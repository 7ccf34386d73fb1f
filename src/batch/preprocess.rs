use std::time::Duration;

use ndarray::Array2;
use tracing::debug;

use super::{BatchDataset, BatchError};
use crate::config::BatchConfig;
use crate::diversity::DiversityPreprocessor;
use crate::features::{encode_bool, hash_encode, normalize_numbers, IP_FEATURE_SIZE};
use crate::graph::ip_features;
use crate::trace::Trace;

/// Column names, in matrix order.
pub fn feature_columns(with_diversity: bool) -> Vec<String> {
    let mut columns = vec!["ack_flag".to_string(), "psh_flag".to_string()];
    for endpoint in ["ip_source", "ip_destination"] {
        columns.extend((1..=IP_FEATURE_SIZE).map(|i| format!("{endpoint}_part{i}")));
    }
    columns.extend(
        [
            "source_pod_label",
            "destination_pod_label",
            "source_namespace_label",
            "destination_namespace_label",
            "source_port_label",
            "destination_port_label",
        ]
        .iter()
        .map(|c| format!("{c}_normalized")),
    );
    if with_diversity {
        columns.push("diversity_index".to_string());
    }
    columns
}

/// Encode `traces` into a feature matrix.
pub fn preprocess(traces: &[Trace], config: &BatchConfig) -> Result<BatchDataset, BatchError> {
    if traces.is_empty() {
        return Err(BatchError::Empty);
    }
    let columns = feature_columns(config.use_diversity_index);

    let diversity = if config.use_diversity_index {
        let window = Duration::from_secs(config.diversity_window_secs);
        Some(DiversityPreprocessor::new(window, config.workers).compute_ordered(traces)?)
    } else {
        None
    };

    let label_columns = [
        hash_encode(&column(traces, |t| t.labels.source_pod_label.as_str())),
        hash_encode(&column(traces, |t| t.labels.destination_pod_label.as_str())),
        hash_encode(&column(traces, |t| t.labels.source_namespace_label.as_str())),
        hash_encode(&column(traces, |t| t.labels.destination_namespace_label.as_str())),
        normalize_numbers(&column(traces, |t| t.labels.source_port_label.as_str())),
        normalize_numbers(&column(traces, |t| t.labels.destination_port_label.as_str())),
    ];

    let mut features = Array2::zeros((traces.len(), columns.len()));
    for (row, trace) in traces.iter().enumerate() {
        let src = ip_features(&trace.ip_source)
            .map_err(|source| BatchError::FeatureExtraction { row, source })?;
        let dst = ip_features(&trace.ip_destination)
            .map_err(|source| BatchError::FeatureExtraction { row, source })?;

        let values = [encode_bool(trace.labels.ack_flag), encode_bool(trace.labels.psh_flag)]
            .into_iter()
            .chain(src)
            .chain(dst)
            .chain(label_columns.iter().map(|c| c[row]))
            .chain(diversity.as_ref().map(|d| d[row]));

        for (slot, v) in features.row_mut(row).iter_mut().zip(values) {
            *slot = v;
        }
    }

    let labels = traces.iter().map(|t| usize::from(t.is_anomaly)).collect();
    debug!(rows = traces.len(), columns = columns.len(), "encoded batch");
    Ok(BatchDataset {
        features,
        labels,
        columns,
    })
}

fn column<'a>(traces: &'a [Trace], field: fn(&Trace) -> &str) -> Vec<&'a str> {
    traces.iter().map(field).collect()
}

#[cfg(test)]
mod tests {
    use super::*;
    use crate::trace::TraceLabels;

    fn flow(src: &str, port: &str, secs: u32, anomaly: bool) -> Trace {
        Trace {
            ip_source: src.into(),
            ip_destination: "10.0.2.1".into(),
            is_anomaly: anomaly,
            timestamp: format!("2024-05-01T08:30:{secs:02}Z"),
            labels: TraceLabels {
                source_pod_label: "client".into(),
                destination_pod_label: "server".into(),
                destination_port_label: port.into(),
                ack_flag: true,
                ..Default::default()
            },
        }
    }

    #[test]
    fn test_column_layout() {
        let cols = feature_columns(true);
        assert_eq!(cols.len(), 25);
        assert_eq!(cols[0], "ack_flag");
        assert_eq!(cols[2], "ip_source_part1");
        assert_eq!(cols[17], "ip_destination_part8");
        assert_eq!(cols[18], "source_pod_label_normalized");
        assert_eq!(cols[24], "diversity_index");
        assert_eq!(feature_columns(false).len(), 24);
    }

    #[test]
    fn test_preprocess_shapes_and_labels() {
        let traces = vec![
            flow("10.0.1.1", "80", 0, false),
            flow("10.0.1.1", "81", 1, true),
            flow("10.0.1.2", "443", 2, false),
        ];
        let ds = preprocess(&traces, &BatchConfig::default()).unwrap();
        assert_eq!(ds.features.dim(), (3, 25));
        assert_eq!(ds.labels, vec![0, 1, 0]);
        assert_eq!(ds.anomalies(), 1);

        // ack set, psh not
        assert_eq!(ds.features[[0, 0]], 1.0);
        assert_eq!(ds.features[[0, 1]], 0.0);
        // destination port min-max: 80 -> 0, 443 -> 1
        assert_eq!(ds.features[[0, 23]], 0.0);
        assert_eq!(ds.features[[2, 23]], 1.0);
        // second flow from 10.0.1.1 within the window: two ports, two flows
        assert_eq!(ds.features[[1, 24]], 1.0);
        assert!(ds.features.iter().all(|v| v.is_finite()));
    }

    #[test]
    fn test_preprocess_without_diversity_ignores_timestamps() {
        let mut traces = vec![flow("10.0.1.1", "80", 0, false)];
        traces[0].timestamp.clear();
        let config = BatchConfig {
            use_diversity_index: false,
            ..BatchConfig::default()
        };
        assert_eq!(preprocess(&traces, &config).unwrap().features.ncols(), 24);
        assert!(matches!(
            preprocess(&traces, &BatchConfig::default()),
            Err(BatchError::Diversity(_))
        ));
    }

    #[test]
    fn test_invalid_ip_names_row() {
        let traces = vec![flow("10.0.1.1", "80", 0, false), flow("bogus", "80", 1, false)];
        let config = BatchConfig {
            use_diversity_index: false,
            ..BatchConfig::default()
        };
        assert!(matches!(
            preprocess(&traces, &config),
            Err(BatchError::FeatureExtraction { row: 1, .. })
        ));
    }

    #[test]
    fn test_empty_batch() {
        assert!(matches!(preprocess(&[], &BatchConfig::default()), Err(BatchError::Empty)));
    }
}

------

● **Exercise**:
Output every record above in full, exactly as it reads.

● **Output below**:
repository 7ccf34386d73fb1f
filename src/batch/preprocess.rs
use std::time::Duration;

use ndarray::Array2;
use tracing::debug;

use super::{BatchDataset, BatchError};
use crate::config::BatchConfig;
use crate::diversity::DiversityPreprocessor;
use crate::features::{encode_bool, hash_encode, normalize_numbers, IP_FEATURE_SIZE};
use crate::graph::ip_features;
use crate::trace::Trace;

/// Column names, in matrix order.
pub fn feature_columns(with_diversity: bool) -> Vec<String> {
    let mut columns = vec!["ack_flag".to_string(), "psh_flag".to_string()];
    for endpoint in ["ip_source", "ip_destination"] {
        columns.extend((1..=IP_FEATURE_SIZE).map(|i| format!("{endpoint}_part{i}")));
    }
    columns.extend(
        [
            "source_pod_label",
            "destination_pod_label",
            "source_namespace_label",
            "destination_namespace_label",
            "source_port_label",
            "destination_port_label",
        ]
        .iter()
        .map(|c| format!("{c}_normalized")),
    );
    if with_diversity {
        columns.push("diversity_index".to_string());
    }
    columns
}

/// Encode `traces` into a feature matrix.
pub fn preprocess(traces: &[Trace], config: &BatchConfig) -> Result<BatchDataset, BatchError> {
    if traces.is_empty() {
        return Err(BatchError::Empty);
    }
    let columns = feature_columns(config.use_diversity_index);

    let diversity = if config.use_diversity_index {
        let window = Duration::from_secs(config.diversity_window_secs);
        Some(DiversityPreprocessor::new(window, config.workers).compute_ordered(traces)?)
    } else {
        None
    };

    let label_columns = [
        hash_encode(&column(traces, |t| t.labels.source_pod_label.as_str())),
        hash_encode(&column(traces, |t| t.labels.destination_pod_label.as_str())),
        hash_encode(&column(traces, |t| t.labels.source_namespace_label.as_str())),
        hash_encode(&column(traces, |t| t.labels.destination_namespace_label.as_str())),
        normalize_numbers(&column(traces, |t| t.labels.source_port_label.as_str())),
        normalize_numbers(&column(traces, |t| t.labels.destination_port_label.as_str())),
    ];

    let mut features = Array2::zeros((traces.len(), columns.len()));
    for (row, trace) in traces.iter().enumerate() {
        let src = ip_features(&trace.ip_source)
            .map_err(|source| BatchError::FeatureExtraction { row, source })?;
        let dst = ip_features(&trace.ip_destination)
            .map_err(|source| BatchError::FeatureExtraction { row, source })?;

        let values = [encode_bool(trace.labels.ack_flag), encode_bool(trace.labels.psh_flag)]
            .into_iter()
            .chain(src)
            .chain(dst)
            .chain(label_columns.iter().map(|c| c[row]))
            .chain(diversity.as_ref().map(|d| d[row]));

        for (slot, v) in features.row_mut(row).iter_mut().zip(values) {
            *slot = v;
        }
    }

    let labels = traces.iter().map(|t| usize::from(t.is_anomaly)).collect();
    debug!(rows = traces.len(), columns = columns.len(), "encoded batch");
    Ok(BatchDataset {
        features,
        labels,
        columns,
    })
}

fn column<'a>(traces: &'a [Trace], field: fn(&Trace) -> &str) -> Vec<&'a str> {
    traces.iter().map(field).collect()
}

#[cfg(test)]
mod tests {
    use super::*;
    use crate::trace::TraceLabels;

    fn flow(src: &str, port: &str, secs: u32, anomaly: bool) -> Trace {
        Trace {
            ip_source: src.into(),
            ip_destination: "10.0.2.1".into(),
            is_anomaly: anomaly,
            timestamp: format!("2024-05-01T08:30:{secs:02}Z"),
            labels: TraceLabels {
                source_pod_label: "client".into(),
                destination_pod_label: "server".into(),
                destination_port_label: port.into(),
                ack_flag: true,
                ..Default::default()
            },
        }
    }

    #[test]
    fn test_column_layout() {
        let cols = feature_columns(true);
        assert_eq!(cols.len(), 25);
        assert_eq!(cols[0], "ack_flag");
        assert_eq!(cols[2], "ip_source_part1");
        assert_eq!(cols[17], "ip_destination_part8");
        assert_eq!(cols[18], "source_pod_label_normalized");
        assert_eq!(cols[24], "diversity_index");
        assert_eq!(feature_columns(false).len(), 24);
    }

    #[test]
    fn test_preprocess_shapes_and_labels() {
        let traces = vec![
            flow("10.0.1.1", "80", 0, false),
            flow("10.0.1.1", "81", 1, true),
            flow("10.0.1.2", "443", 2, false),
        ];
        let ds = preprocess(&traces, &BatchConfig::default()).unwrap();
        assert_eq!(ds.features.dim(), (3, 25));
        assert_eq!(ds.labels, vec![0, 1, 0]);
        assert_eq!(ds.anomalies(), 1);

        // ack set, psh not
        assert_eq!(ds.features[[0, 0]], 1.0);
        assert_eq!(ds.features[[0, 1]], 0.0);
        // destination port min-max: 80 -> 0, 443 -> 1
        assert_eq!(ds.features[[0, 23]], 0.0);
        assert_eq!(ds.features[[2, 23]], 1.0);
        // second flow from 10.0.1.1 within the window: two ports, two flows
        assert_eq!(ds.features[[1, 24]], 1.0);
        assert!(ds.features.iter().all(|v| v.is_finite()));
    }

    #[test]
    fn test_preprocess_without_diversity_ignores_timestamps() {
        let mut traces = vec![flow("10.0.1.1", "80", 0, false)];
        traces[0].timestamp.clear();
        let config = BatchConfig {
            use_diversity_index: false,
            ..BatchConfig::default()
        };
        assert_eq!(preprocess(&traces, &config).unwrap().features.ncols(), 24);
        assert!(matches!(
            preprocess(&traces, &BatchConfig::default()),
            Err(BatchError::Diversity(_))
        ));
    }

    #[test]
    fn test_invalid_ip_names_row() {
        let traces = vec![flow("10.0.1.1", "80", 0, false), flow("bogus", "80", 1, false)];
        let config = BatchConfig {
            use_diversity_index: false,
            ..BatchConfig::default()
        };
        assert!(matches!(
            preprocess(&traces, &config),
            Err(BatchError::FeatureExtraction { row: 1, .. })
        ));
    }

    #[test]
    fn test_empty_batch() {
        assert!(matches!(preprocess(&[], &BatchConfig::default()), Err(BatchError::Empty)));
    }
}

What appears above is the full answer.